### Task directions
Below are records; count the lines that hold the string "both" and give only the count.

##### Records for processing #####

use std::sync::Arc;

use uuid::Uuid;
use warp::Filter;
use warp::http::StatusCode;
use warp::hyper::body::Bytes;

use game_types::{GuessRequest, NewGameRequest, SessionError};

use crate::session_manager::SessionManager;
use crate::stats_service::StatsService;

pub mod config;
pub mod session_manager;
pub mod stats_service;

pub fn create_routes(
    session_manager: Arc<SessionManager>,
    stats_service: Arc<StatsService>,
) -> impl Filter<Extract = (impl warp::Reply,), Error = warp::Rejection> + Clone {
    // Clone for filters
    let session_manager_filter = warp::any().map({
        let session_manager = session_manager.clone();
        move || session_manager.clone()
    });

    let stats_service_filter = warp::any().map({
        let stats_service = stats_service.clone();
        move || stats_service.clone()
    });

    // Health check endpoint
    let health = warp::path("health")
        .and(warp::get())
        .map(|| warp::reply::with_status("OK".to_string(), StatusCode::OK));

    // New session; the body is optional and may carry a player id for
    // statistics tracking
    let new_game = warp::path!("api" / "new-game")
        .and(warp::post())
        .and(warp::body::bytes())
        .and(session_manager_filter.clone())
        .and_then(handle_new_game);

    // Guess submission
    let check_guess = warp::path!("api" / "check-guess")
        .and(warp::post())
        .and(warp::body::json())
        .and(session_manager_filter.clone())
        .and(stats_service_filter.clone())
        .and_then(handle_check_guess);

    // Persisted per-player statistics
    let get_stats = warp::path!("api" / "stats" / Uuid)
        .and(warp::get())
        .and(stats_service_filter.clone())
        .and_then(handle_get_stats);

    let reset_stats = warp::path!("api" / "stats" / Uuid / "reset")
        .and(warp::post())
        .and(stats_service_filter.clone())
        .and_then(handle_reset_stats);

    // CORS configuration
    let cors = warp::cors()
        .allow_any_origin()
        .allow_headers(vec!["content-type"])
        .allow_methods(vec!["GET", "POST"]);

    health
        .or(new_game)
        .or(check_guess)
        .or(get_stats)
        .or(reset_stats)
        .with(cors)
        .with(warp::log("hardword"))
}

async fn handle_new_game(
    body: Bytes,
    session_manager: Arc<SessionManager>,
) -> Result<impl warp::Reply, warp::Rejection> {
    // An empty body means an anonymous session
    let request: NewGameRequest = if body.is_empty() {
        NewGameRequest::default()
    } else {
        match serde_json::from_slice(&body) {
            Ok(request) => request,
            Err(_) => {
                return Ok(warp::reply::with_status(
                    warp::reply::json(&serde_json::json!({
                        "error": "Invalid request body"
                    })),
                    StatusCode::BAD_REQUEST,
                ));
            }
        }
    };

    match session_manager.create_session(request.player_id) {
        Ok(response) => Ok(warp::reply::with_status(
            warp::reply::json(&response),
            StatusCode::OK,
        )),
        Err(err) => {
            tracing::error!("Failed to create session: {}", err);
            Ok(warp::reply::with_status(
                warp::reply::json(&serde_json::json!({
                    "error": "Failed to create session"
                })),
                StatusCode::INTERNAL_SERVER_ERROR,
            ))
        }
    }
}

async fn handle_check_guess(
    request: GuessRequest,
    session_manager: Arc<SessionManager>,
    stats_service: Arc<StatsService>,
) -> Result<impl warp::Reply, warp::Rejection> {
    match session_manager.submit_guess(request.session_id, &request.guess) {
        Ok(reply) => {
            // A session finishes at most once, so this records at most
            // one outcome per session
            if let (Some(outcome), Some(player_id)) = (reply.terminal_outcome, reply.owner) {
                if let Err(err) = stats_service.record_outcome(player_id, outcome).await {
                    tracing::error!(
                        "Failed to record outcome for player {}: {}",
                        player_id,
                        err
                    );
                }
            }

            Ok(warp::reply::with_status(
                warp::reply::json(&reply.response),
                StatusCode::OK,
            ))
        }
        Err(err @ SessionError::NotFound { .. }) => Ok(warp::reply::with_status(
            warp::reply::json(&serde_json::json!({
                "error": err.to_string()
            })),
            StatusCode::NOT_FOUND,
        )),
        // Guessing against a finished session is client desync, not a
        // bad guess
        Err(err @ SessionError::Completed { .. }) => Ok(warp::reply::with_status(
            warp::reply::json(&serde_json::json!({
                "error": err.to_string()
            })),
            StatusCode::CONFLICT,
        )),
    }
}

async fn handle_get_stats(
    player_id: Uuid,
    stats_service: Arc<StatsService>,
) -> Result<impl warp::Reply, warp::Rejection> {
    match stats_service.get_stats(player_id).await {
        Ok(stats) => Ok(warp::reply::with_status(
            warp::reply::json(&stats),
            StatusCode::OK,
        )),
        Err(err) => {
            tracing::error!("Failed to fetch stats for player {}: {}", player_id, err);
            Ok(warp::reply::with_status(
                warp::reply::json(&serde_json::json!({
                    "error": "Failed to fetch statistics"
                })),
                StatusCode::INTERNAL_SERVER_ERROR,
            ))
        }
    }
}

async fn handle_reset_stats(
    player_id: Uuid,
    stats_service: Arc<StatsService>,
) -> Result<impl warp::Reply, warp::Rejection> {
    match stats_service.reset_stats(player_id).await {
        Ok(stats) => Ok(warp::reply::with_status(
            warp::reply::json(&stats),
            StatusCode::OK,
        )),
        Err(err) => {
            tracing::error!("Failed to reset stats for player {}: {}", player_id, err);
            Ok(warp::reply::with_status(
                warp::reply::json(&serde_json::json!({
                    "error": "Failed to reset statistics"
                })),
                StatusCode::INTERNAL_SERVER_ERROR,
            ))
        }
    }
}
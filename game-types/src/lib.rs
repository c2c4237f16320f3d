pub mod errors;
pub mod game;
pub mod messages;
pub mod stats;

// Re-export all types
pub use errors::*;
pub use game::*;
pub use messages::*;
pub use stats::*;
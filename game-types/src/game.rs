use serde::{Deserialize, Serialize};
use ts_rs::TS;
use uuid::Uuid;

pub type SessionId = Uuid;

/// A normalized game word: uppercase ASCII letters, fixed length.
///
/// Dictionary entries and accepted guesses are both `Word`s; raw player
/// input only becomes a `Word` after passing validation.
#[derive(Debug, Clone, PartialEq, Eq, Hash, Serialize, Deserialize, TS)]
#[ts(export)]
pub struct Word(String);

impl Word {
    /// Wrap a string as a word, normalizing to uppercase.
    pub fn new(text: impl Into<String>) -> Self {
        Self(text.into().to_uppercase())
    }

    pub fn as_str(&self) -> &str {
        &self.0
    }

    pub fn len(&self) -> usize {
        self.0.chars().count()
    }

    pub fn is_empty(&self) -> bool {
        self.0.is_empty()
    }

    pub fn letters(&self) -> impl Iterator<Item = char> + '_ {
        self.0.chars()
    }
}

impl std::fmt::Display for Word {
    fn fmt(&self, f: &mut std::fmt::Formatter<'_>) -> std::fmt::Result {
        f.write_str(&self.0)
    }
}

/// Two-part score for a single guess: letters correct and in place
/// ("bulls"), and correct letters in the wrong place ("cows").
#[derive(Debug, Clone, Copy, PartialEq, Eq, Serialize, Deserialize, TS)]
#[ts(export)]
pub struct Score {
    pub correct_position: u32,
    pub correct_letter: u32,
}

impl Score {
    /// A guess wins exactly when every letter is in the right place.
    pub fn is_win(&self, word_length: usize) -> bool {
        self.correct_position as usize == word_length
    }
}

/// One accepted guess and its score, immutable once appended.
#[derive(Debug, Clone, Serialize, Deserialize, TS)]
#[ts(export)]
pub struct GuessRecord {
    pub word: Word,
    pub score: Score,
    pub guess_number: u32,
    pub timestamp: String, // ISO 8601 string
}

#[derive(Debug, Clone, Copy, PartialEq, Eq, Serialize, Deserialize, TS)]
#[ts(export)]
pub enum GameStatus {
    #[serde(rename = "active")]
    Active, // Accepting guesses
    #[serde(rename = "win")]
    Won, // Target guessed within the limit
    #[serde(rename = "lose")]
    Lost, // Guess limit exhausted
}

impl GameStatus {
    pub fn is_terminal(&self) -> bool {
        !matches!(self, GameStatus::Active)
    }
}
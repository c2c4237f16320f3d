use std::env;

#[derive(Debug, Clone)]
pub struct Config {
    pub host: String,
    pub port: u16,
    pub words_file: String,
    pub word_length: usize,
    pub max_guesses: u32,
    pub session_timeout_minutes: u64,
    pub cleanup_interval_seconds: u64,
}

impl Config {
    pub fn new() -> Self {
        Self {
            host: env::var("HOST").unwrap_or_else(|_| "127.0.0.1".to_string()),
            port: env::var("PORT")
                .unwrap_or_else(|_| "8080".to_string())
                .parse()
                .expect("Invalid PORT"),
            words_file: env::var("WORDS_FILE").unwrap_or_else(|_| "./words/common.txt".to_string()),
            word_length: env::var("WORD_LENGTH")
                .unwrap_or_else(|_| "4".to_string())
                .parse()
                .expect("Invalid WORD_LENGTH"),
            max_guesses: env::var("MAX_GUESSES")
                .unwrap_or_else(|_| "8".to_string())
                .parse()
                .expect("Invalid MAX_GUESSES"),
            session_timeout_minutes: env::var("SESSION_TIMEOUT_MINUTES")
                .unwrap_or_else(|_| "30".to_string())
                .parse()
                .expect("Invalid SESSION_TIMEOUT_MINUTES"),
            cleanup_interval_seconds: env::var("CLEANUP_INTERVAL_SECONDS")
                .unwrap_or_else(|_| "60".to_string())
                .parse()
                .expect("Invalid CLEANUP_INTERVAL_SECONDS"),
        }
    }
}

impl Default for Config {
    fn default() -> Self {
        Self::new()
    }
}
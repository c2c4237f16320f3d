use serde::{Deserialize, Serialize};
use thiserror::Error;
use ts_rs::TS;
use uuid::Uuid;

/// Why a raw guess was rejected before evaluation. A rejected guess
/// never consumes a turn; the player may resubmit.
#[derive(Debug, Clone, PartialEq, Eq, Error, Serialize, Deserialize, TS)]
#[ts(export)]
pub enum ValidationError {
    #[error("Word must be exactly {expected} letters")]
    InvalidLength { expected: u32, actual: u32 },
    #[error("Only letters are allowed")]
    InvalidCharacter { found: char },
    #[error("Repeating letters not allowed")]
    RepeatingLetter { letter: char },
    #[error("Word not in list")]
    NotInDictionary { word: String },
    #[error("Word already guessed")]
    AlreadyGuessed { word: String },
}

/// Protocol-level misuse of a session, distinct from a bad guess: the
/// caller referenced a session that does not exist or is finished.
#[derive(Debug, Clone, PartialEq, Eq, Error, Serialize, Deserialize, TS)]
#[ts(export)]
pub enum SessionError {
    #[error("Session {session_id} not found")]
    NotFound { session_id: Uuid },
    #[error("Session {session_id} is already finished")]
    Completed { session_id: Uuid },
}
use anyhow::{Result, bail};

use game_types::{Score, Word};

pub struct ScoringEngine;

impl ScoringEngine {
    /// Score a guess against the target word.
    ///
    /// Two passes: the first counts exact-position matches and
    /// consumes those letters on both sides; the second counts
    /// remaining guess letters that appear among the unconsumed target
    /// letters, consuming the lowest-index occurrence each time.
    /// Dictionary words never repeat a letter, but the consumption
    /// rule keeps the result well-defined for arbitrary input.
    pub fn evaluate(guess: &Word, target: &Word) -> Result<Score> {
        if guess.len() != target.len() {
            bail!(
                "Guess length {} does not match target length {}",
                guess.len(),
                target.len()
            );
        }

        let guess_chars: Vec<char> = guess.letters().collect();
        let target_chars: Vec<char> = target.letters().collect();

        let mut consumed = vec![false; target_chars.len()];
        let mut correct_position = 0u32;

        for (i, &ch) in guess_chars.iter().enumerate() {
            if ch == target_chars[i] {
                correct_position += 1;
                consumed[i] = true;
            }
        }

        let mut correct_letter = 0u32;
        for (i, &ch) in guess_chars.iter().enumerate() {
            if target_chars[i] == ch {
                continue; // consumed in the first pass
            }
            let slot = (0..target_chars.len()).find(|&j| !consumed[j] && target_chars[j] == ch);
            if let Some(j) = slot {
                consumed[j] = true;
                correct_letter += 1;
            }
        }

        Ok(Score {
            correct_position,
            correct_letter,
        })
    }
}
use migration::{Migrator, MigratorTrait};
use sea_orm::{Database, DatabaseConnection, DbErr};

pub async fn connect_to_database() -> Result<DatabaseConnection, DbErr> {
    let database_url = std::env::var("DATABASE_URL")
        .unwrap_or_else(|_| "sqlite://hardword.db?mode=rwc".to_string());

    Database::connect(&database_url).await
}

pub async fn connect_to_memory_database() -> Result<DatabaseConnection, DbErr> {
    Database::connect("sqlite::memory:").await
}

pub async fn connect_and_migrate() -> Result<DatabaseConnection, DbErr> {
    let db = connect_to_database().await?;
    Migrator::up(&db, None).await?;
    Ok(db)
}
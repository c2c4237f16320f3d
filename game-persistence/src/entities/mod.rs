pub mod player_stats;
pub mod prelude;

#####

### Exercise solution
2